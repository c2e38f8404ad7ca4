//! Age-based sweep of the engine output directory.

use std::path::Path;
use std::time::{Duration, SystemTime};

/// Delete regular files directly under `dir` older than `max_age`.
///
/// Best effort: a missing directory counts as nothing to do, and files
/// that cannot be inspected or removed are logged and skipped.
/// Subdirectories are left alone. Returns the number of files removed.
pub async fn cleanup_outputs(dir: &Path, max_age: Duration) -> usize {
    let mut entries = match tokio::fs::read_dir(dir).await {
        Ok(entries) => entries,
        Err(e) if e.kind() == std::io::ErrorKind::NotFound => return 0,
        Err(e) => {
            tracing::warn!(dir = %dir.display(), error = %e, "Output cleanup: cannot read directory");
            return 0;
        }
    };

    let now = SystemTime::now();
    let mut removed = 0;

    loop {
        let entry = match entries.next_entry().await {
            Ok(Some(entry)) => entry,
            Ok(None) => break,
            Err(e) => {
                tracing::warn!(dir = %dir.display(), error = %e, "Output cleanup: directory listing failed");
                break;
            }
        };
        let path = entry.path();

        let modified = match entry.metadata().await {
            Ok(meta) if meta.is_file() => meta.modified(),
            Ok(_) => continue,
            Err(e) => Err(e),
        };
        let age = match modified {
            Ok(modified) => now.duration_since(modified).unwrap_or_default(),
            Err(e) => {
                tracing::debug!(path = %path.display(), error = %e, "Output cleanup: cannot stat file");
                continue;
            }
        };

        if age > max_age {
            match tokio::fs::remove_file(&path).await {
                Ok(()) => {
                    removed += 1;
                    tracing::debug!(path = %path.display(), age_secs = age.as_secs(), "Removed old output");
                }
                Err(e) => {
                    tracing::warn!(path = %path.display(), error = %e, "Output cleanup: remove failed");
                }
            }
        }
    }

    if removed > 0 {
        tracing::info!(dir = %dir.display(), removed, "Output cleanup finished");
    }
    removed
}

#[cfg(test)]
mod tests {
    use super::*;

    fn age_file(path: &Path, age: Duration) {
        let file = std::fs::File::options().write(true).open(path).unwrap();
        file.set_modified(SystemTime::now() - age).unwrap();
    }

    #[tokio::test]
    async fn removes_only_old_top_level_files() {
        let tmp = tempfile::tempdir().unwrap();
        let old = tmp.path().join("old.png");
        let fresh = tmp.path().join("fresh.png");
        let nested_dir = tmp.path().join("batch");
        let nested = nested_dir.join("nested.png");
        std::fs::write(&old, b"x").unwrap();
        std::fs::write(&fresh, b"x").unwrap();
        std::fs::create_dir(&nested_dir).unwrap();
        std::fs::write(&nested, b"x").unwrap();
        age_file(&old, Duration::from_secs(7200));
        age_file(&nested, Duration::from_secs(7200));

        let removed = cleanup_outputs(tmp.path(), Duration::from_secs(3600)).await;

        assert_eq!(removed, 1);
        assert!(!old.exists());
        assert!(fresh.exists());
        assert!(nested.exists());
    }

    #[tokio::test]
    async fn missing_directory_is_a_no_op() {
        let tmp = tempfile::tempdir().unwrap();
        let removed = cleanup_outputs(&tmp.path().join("absent"), Duration::from_secs(1)).await;
        assert_eq!(removed, 0);
    }
}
····················
Exactly the lines above from the one with "async fn removes_only_old_top_level_files()" to the one with "age_file(&old, Duration::from_secs(7200));", both included, are to be quoted; leave the rest out.

    async fn removes_only_old_top_level_files() {
        let tmp = tempfile::tempdir().unwrap();
        let old = tmp.path().join("old.png");
        let fresh = tmp.path().join("fresh.png");
        let nested_dir = tmp.path().join("batch");
        let nested = nested_dir.join("nested.png");
        std::fs::write(&old, b"x").unwrap();
        std::fs::write(&fresh, b"x").unwrap();
        std::fs::create_dir(&nested_dir).unwrap();
        std::fs::write(&nested, b"x").unwrap();
        age_file(&old, Duration::from_secs(7200));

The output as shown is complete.